Which is powerful. First, it’s powerful to release two full-length pop albums within a year of each other (see: work ethic), and it’s powerful to make the second record a contradiction of what she delivered last year. I mean, yes: most of us are walking contradictions. But in a climate where relatability is a currency, it’s still rare for a pop star to do an about-face and present themselves as somebody who is still in-process; as someone whose brand doesn’t hinge on anything other than, “Here’s where I’m at right now.” It’s as risky as it is generous. Because Ariana may owe us nothing (truly, she owes us not a thing), but there’s still a chance that we may not like who she’s become. Just like there’s always a chance that the people we have in our own lives may not like the people we morph into as we continue to change and grow.

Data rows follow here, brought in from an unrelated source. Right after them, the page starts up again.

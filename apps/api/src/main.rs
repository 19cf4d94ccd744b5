use std::net::SocketAddr;
use std::sync::Arc;

use dotenv::dotenv;
use tokio::net::TcpListener;
use tower_http::cors::{Any, CorsLayer};
use tower_http::trace::{self, TraceLayer};
use tracing::{Level, info};
use tracing_subscriber::{layer::SubscriberExt, util::SubscriberInitExt};

mod router;

use shared_cache::InMemoryCache;
use shared_config::AppConfig;

#[tokio::main]
async fn main() {
    // Loading Env Vars
    dotenv().ok();

    // Initialize tracing
    tracing_subscriber::registry()
        .with(tracing_subscriber::EnvFilter::new(
            std::env::var("RUST_LOG").unwrap_or_else(|_| "info,tower_http=debug".into()),
        ))
        .with(tracing_subscriber::fmt::layer())
        .init();

    info!("Starting salon booking API server");

    // Load configuration
    let config = Arc::new(AppConfig::from_env());

    // One schedule cache shared by the practitioner and booking cells
    let schedule_cache = Arc::new(InMemoryCache::new());

    // Set up CORS
    let cors = CorsLayer::new()
        .allow_origin(Any)
        .allow_methods(Any)
        .allow_headers(Any);

    // Build the application router
    let app = router::create_router(config, schedule_cache)
        .layer(
            TraceLayer::new_for_http()
                .make_span_with(trace::DefaultMakeSpan::new()
                    .level(Level::INFO))
                .on_response(trace::DefaultOnResponse::new()
                    .level(Level::INFO)),
        )
        .layer(cors);

    // Run the server
    let addr = SocketAddr::from(([0, 0, 0, 0], 3000));
    info!("Listening on {}", addr);

    let listener = TcpListener::bind(addr).await.expect("Failed to bind server address");
    axum::serve(listener, app)
        .await
        .expect("Server error");
}
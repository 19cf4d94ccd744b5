use std::env;
use tracing::warn;

#[derive(Debug, Clone)]
pub struct AppConfig {
    pub supabase_url: String,
    pub supabase_anon_key: String,
    pub supabase_jwt_secret: String,
    pub schedule_cache_ttl_secs: u64,
    pub max_daily_appointments_per_client: i32,
}

impl AppConfig {
    pub fn from_env() -> Self {
        let config = Self {
            supabase_url: env::var("SUPABASE_URL")
                .unwrap_or_else(|_| {
                    warn!("SUPABASE_URL not set, using empty value");
                    String::new()
                }),
            supabase_anon_key: env::var("SUPABASE_ANON_PUBLIC_KEY")
                .unwrap_or_else(|_| {
                    warn!("SUPABASE_ANON_PUBLIC_KEY not set, using empty value");
                    String::new()
                }),
            supabase_jwt_secret: env::var("SUPABASE_JWT_SECRET")
                .unwrap_or_else(|_| {
                    warn!("SUPABASE_JWT_SECRET not set, using empty value");
                    String::new()
                }),
            schedule_cache_ttl_secs: env::var("SCHEDULE_CACHE_TTL_SECS")
                .ok()
                .and_then(|v| v.parse().ok())
                .unwrap_or(60),
            max_daily_appointments_per_client: env::var("MAX_DAILY_APPOINTMENTS_PER_CLIENT")
                .ok()
                .and_then(|v| v.parse().ok())
                .unwrap_or(3),
        };

        if !config.is_configured() {
            warn!("Application not fully configured - missing environment variables");
        }

        config
    }

    pub fn is_configured(&self) -> bool {
        !self.supabase_url.is_empty()
            && !self.supabase_anon_key.is_empty()
            && !self.supabase_jwt_secret.is_empty()
    }
}
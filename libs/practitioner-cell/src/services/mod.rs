pub mod practitioner;
pub mod schedule;

pub use practitioner::PractitionerService;
pub use schedule::ScheduleService;
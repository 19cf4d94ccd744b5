use axum::{
    Router,
    middleware,
    routing::{delete, get, post, put},
};

use shared_utils::extractor::auth_middleware;

use crate::PractitionerState;
use crate::handlers;

pub fn practitioner_routes(state: PractitionerState) -> Router {
    // Public routes (no authentication required)
    let public_routes = Router::new()
        .route("/", get(handlers::list_practitioners_public))
        .route("/{practitioner_id}", get(handlers::get_practitioner_public))
        .route("/{practitioner_id}/schedules", get(handlers::get_practitioner_schedules_public));

    // Protected routes (authentication required)
    let protected_routes = Router::new()
        // Profile management
        .route("/", post(handlers::create_practitioner))
        .route("/{practitioner_id}", put(handlers::update_practitioner))
        .route("/{practitioner_id}/avatar", post(handlers::upload_practitioner_avatar))

        // Working schedule management
        .route("/{practitioner_id}/schedules", post(handlers::create_schedule))
        .route("/{practitioner_id}/schedules/{schedule_id}", put(handlers::update_schedule))
        .route("/{practitioner_id}/schedules/{schedule_id}", delete(handlers::delete_schedule))

        .layer(middleware::from_fn_with_state(state.config.clone(), auth_middleware));

    Router::new()
        .merge(public_routes)
        .merge(protected_routes)
        .with_state(state)
}
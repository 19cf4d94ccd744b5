use std::fmt;

use chrono::{DateTime, NaiveDate, NaiveTime, Utc};
use serde::{Deserialize, Serialize};
use thiserror::Error;
use uuid::Uuid;

// ==============================================================================
// CORE BOOKING MODELS
// ==============================================================================

/// A candidate appointment start time for one day. Ephemeral: recomputed on
/// every slot query, never persisted.
#[derive(Debug, Clone, PartialEq, Serialize, Deserialize)]
pub struct TimeSlot {
    pub time: NaiveTime,
    pub available: bool,
    pub is_working_hours: bool,
}

/// An occupied interval on the queried date, normalized to wall-clock time
#[derive(Debug, Clone, Copy, PartialEq, Eq)]
pub struct BookedInterval {
    pub start: NaiveTime,
    pub end: NaiveTime,
}

/// Wire shape of an appointment's occupied interval. The store persists
/// wall-clock times, but legacy rows carry full date-time strings; both
/// forms are normalized before any comparison.
#[derive(Debug, Clone, Deserialize)]
pub struct BookedTimesRow {
    pub start_time: String,
    pub end_time: String,
}

#[derive(Debug, Clone, Serialize, Deserialize)]
pub struct Appointment {
    pub id: Uuid,
    pub practitioner_id: Uuid,
    pub client_id: Uuid,
    pub service_id: Uuid,
    pub appointment_date: NaiveDate,
    pub start_time: String,
    pub end_time: String,
    pub status: AppointmentStatus,
    pub client_name: Option<String>,
    pub client_phone: Option<String>,
    pub notes: Option<String>,
    #[serde(default)]
    pub is_deleted: bool,
    pub created_at: DateTime<Utc>,
    pub updated_at: DateTime<Utc>,
}

#[derive(Debug, Clone, Serialize, Deserialize, PartialEq)]
#[serde(rename_all = "snake_case")]
pub enum AppointmentStatus {
    Pending,
    Confirmed,
    InProgress,
    Completed,
    Cancelled,
    NoShow,
}

impl AppointmentStatus {
    /// Statuses that occupy their interval for conflict purposes
    pub fn is_active(&self) -> bool {
        matches!(
            self,
            AppointmentStatus::Pending | AppointmentStatus::Confirmed | AppointmentStatus::InProgress
        )
    }
}

impl fmt::Display for AppointmentStatus {
    fn fmt(&self, f: &mut fmt::Formatter<'_>) -> fmt::Result {
        match self {
            AppointmentStatus::Pending => write!(f, "pending"),
            AppointmentStatus::Confirmed => write!(f, "confirmed"),
            AppointmentStatus::InProgress => write!(f, "in_progress"),
            AppointmentStatus::Completed => write!(f, "completed"),
            AppointmentStatus::Cancelled => write!(f, "cancelled"),
            AppointmentStatus::NoShow => write!(f, "no_show"),
        }
    }
}

#[derive(Debug, Clone, Serialize, Deserialize)]
pub struct SalonService {
    pub id: Uuid,
    pub name: String,
    pub description: Option<String>,
    pub category: Option<String>,
    pub duration_minutes: i32,
    pub price_cents: Option<i64>,
    pub is_active: bool,
    pub created_at: DateTime<Utc>,
    pub updated_at: DateTime<Utc>,
}

// ==============================================================================
// REQUEST / RESPONSE DTOS
// ==============================================================================

#[derive(Debug, Clone, Serialize, Deserialize)]
pub struct CreateAppointmentRequest {
    pub practitioner_id: Uuid,
    pub service_id: Uuid,
    pub date: NaiveDate,
    pub start_time: NaiveTime,
    pub client_name: String,
    pub client_phone: Option<String>,
    pub notes: Option<String>,
}

// ==============================================================================
// ERROR TYPES
// ==============================================================================

#[derive(Error, Debug)]
pub enum BookingError {
    #[error("Appointment not found")]
    NotFound,

    #[error("Service not found")]
    ServiceNotFound,

    #[error("Requested slot is no longer available")]
    SlotNotAvailable,

    #[error("Daily appointment limit reached for this client")]
    DailyLimitReached,

    #[error("Invalid appointment time: {0}")]
    InvalidTime(String),

    #[error("Appointment cannot be modified in current status: {0}")]
    InvalidStatusTransition(AppointmentStatus),

    #[error("Validation error: {0}")]
    ValidationError(String),

    #[error("Database error: {0}")]
    DatabaseError(String),
}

But Grande doesn’t seem to care. And instead of breeding a persona that stands outside of her authentic self, she leads with that self and dares us to have anything to say about it. She is who she is, and if we can’t handle her at her “Break Up with Your Girlfriend, I’m Bored” she knows we don’t deserve her at her “thank u, next.” And then she will say that to you. Which makes anybody listening revel in the discovery that maybe it’s possible to live this way; that maybe you can still be successful and loved and accepted by flying the flag that is entirely you. And that between now and a year, we might not be who we are in this moment. And that’s okay, because that’s the most interesting. That’s the most realistic. It’s also the easiest way to live.
We are all the sum of our pasts and ideas and life lessons and traumas, anyway. And no, our own experiences may not compare to that of a famous millionaire. And no, we certainly don’t know the details of her life or her relationships or her thought process (and we aren’t privy to it, anyway). But it is another testament to the power of being one’s self. And perhaps even more specifically, the power that comes with reminding anyone listening that perfection is a myth, honesty will free you, and if anybody has a problem with that, they can jog on because you don’t think about them at all.